#### WORK ITEM
Reproduce each entry below exactly as it appears.

#### DATA
# # # # # # #

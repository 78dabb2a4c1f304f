use std::io::Write;
use std::path::PathBuf;

use anyhow::{Context, Result};
use clap::Parser;

/// CLI arguments for the dtsbind binary.
///
/// The file list is required, so an empty invocation gets clap's usage text
/// and a non-zero exit before any file is touched.
#[derive(Parser, Debug)]
#[command(
    name = "dtsbind",
    version,
    about = "Translate TypeScript declaration files into wasm-bindgen extern blocks"
)]
struct CliArgs {
    /// Declaration files to translate. Only the first is honored.
    #[arg(required = true, value_name = "FILE")]
    files: Vec<PathBuf>,
}

fn main() -> Result<()> {
    // Honors RUST_LOG; silent by default.
    tracing_subscriber::fmt()
        .with_env_filter(tracing_subscriber::EnvFilter::from_default_env())
        .with_writer(std::io::stderr)
        .init();

    let args = CliArgs::parse();
    if args.files.len() > 1 {
        tracing::warn!(
            ignored = args.files.len() - 1,
            "multiple input files given; only the first is translated"
        );
    }

    let input = &args.files[0];
    let bindings = dtsbind_core::translate_file(input)
        .with_context(|| format!("failed to translate {}", input.display()))?;

    let mut stdout = std::io::stdout().lock();
    stdout
        .write_all(bindings.as_bytes())
        .context("failed to write bindings to stdout")?;
    Ok(())
}

#[cfg(test)]
mod tests {
    use super::*;

    #[test]
    fn empty_argument_list_is_a_usage_error() {
        let err = CliArgs::try_parse_from(["dtsbind"]).unwrap_err();
        assert!(err.use_stderr());
        assert_ne!(err.exit_code(), 0);
    }

    #[test]
    fn accepts_one_or_more_files() {
        let args = CliArgs::try_parse_from(["dtsbind", "a.d.ts", "b.d.ts"]).unwrap();
        assert_eq!(args.files.len(), 2);
        assert_eq!(args.files[0], PathBuf::from("a.d.ts"));
    }
}
//! Doc comment reformatting.
//!
//! Extraction lives in the front end (it owns the comment map); this module
//! only reshapes the extracted text into Rust doc syntax.

/// Prefix every line with the Rust doc marker, preserving line order and
/// count. Empty input yields empty output — no spurious markers.
pub fn reformat(raw: &str) -> String {
    if raw.is_empty() {
        return String::new();
    }
    raw.lines()
        .map(|line| {
            if line.is_empty() {
                "///".to_string()
            } else {
                format!("/// {line}")
            }
        })
        .collect::<Vec<_>>()
        .join("\n")
}

#[cfg(test)]
mod tests {
    use super::*;

    #[test]
    fn empty_input_yields_empty_output() {
        assert_eq!(reformat(""), "");
    }

    #[test]
    fn prefixes_each_line_in_order() {
        assert_eq!(reformat("one\ntwo\nthree"), "/// one\n/// two\n/// three");
    }

    #[test]
    fn blank_interior_lines_keep_a_bare_marker() {
        assert_eq!(reformat("one\n\ntwo"), "/// one\n///\n/// two");
    }

    #[test]
    fn line_count_is_preserved() {
        let raw = "a\nb\nc";
        assert_eq!(reformat(raw).lines().count(), raw.lines().count());
    }
}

# # # # # # #

#### ANSWER TO THE PROBLEM
repository 78dabb2a4c1f304f
use std::io::Write;
use std::path::PathBuf;

use anyhow::{Context, Result};
use clap::Parser;

/// CLI arguments for the dtsbind binary.
///
/// The file list is required, so an empty invocation gets clap's usage text
/// and a non-zero exit before any file is touched.
#[derive(Parser, Debug)]
#[command(
    name = "dtsbind",
    version,
    about = "Translate TypeScript declaration files into wasm-bindgen extern blocks"
)]
struct CliArgs {
    /// Declaration files to translate. Only the first is honored.
    #[arg(required = true, value_name = "FILE")]
    files: Vec<PathBuf>,
}

fn main() -> Result<()> {
    // Honors RUST_LOG; silent by default.
    tracing_subscriber::fmt()
        .with_env_filter(tracing_subscriber::EnvFilter::from_default_env())
        .with_writer(std::io::stderr)
        .init();

    let args = CliArgs::parse();
    if args.files.len() > 1 {
        tracing::warn!(
            ignored = args.files.len() - 1,
            "multiple input files given; only the first is translated"
        );
    }

    let input = &args.files[0];
    let bindings = dtsbind_core::translate_file(input)
        .with_context(|| format!("failed to translate {}", input.display()))?;

    let mut stdout = std::io::stdout().lock();
    stdout
        .write_all(bindings.as_bytes())
        .context("failed to write bindings to stdout")?;
    Ok(())
}

#[cfg(test)]
mod tests {
    use super::*;

    #[test]
    fn empty_argument_list_is_a_usage_error() {
        let err = CliArgs::try_parse_from(["dtsbind"]).unwrap_err();
        assert!(err.use_stderr());
        assert_ne!(err.exit_code(), 0);
    }

    #[test]
    fn accepts_one_or_more_files() {
        let args = CliArgs::try_parse_from(["dtsbind", "a.d.ts", "b.d.ts"]).unwrap();
        assert_eq!(args.files.len(), 2);
        assert_eq!(args.files[0], PathBuf::from("a.d.ts"));
    }
}
//! Doc comment reformatting.
//!
//! Extraction lives in the front end (it owns the comment map); this module
//! only reshapes the extracted text into Rust doc syntax.

/// Prefix every line with the Rust doc marker, preserving line order and
/// count. Empty input yields empty output — no spurious markers.
pub fn reformat(raw: &str) -> String {
    if raw.is_empty() {
        return String::new();
    }
    raw.lines()
        .map(|line| {
            if line.is_empty() {
                "///".to_string()
            } else {
                format!("/// {line}")
            }
        })
        .collect::<Vec<_>>()
        .join("\n")
}

#[cfg(test)]
mod tests {
    use super::*;

    #[test]
    fn empty_input_yields_empty_output() {
        assert_eq!(reformat(""), "");
    }

    #[test]
    fn prefixes_each_line_in_order() {
        assert_eq!(reformat("one\ntwo\nthree"), "/// one\n/// two\n/// three");
    }

    #[test]
    fn blank_interior_lines_keep_a_bare_marker() {
        assert_eq!(reformat("one\n\ntwo"), "/// one\n///\n/// two");
    }

    #[test]
    fn line_count_is_preserved() {
        let raw = "a\nb\nc";
        assert_eq!(reformat(raw).lines().count(), raw.lines().count());
    }
}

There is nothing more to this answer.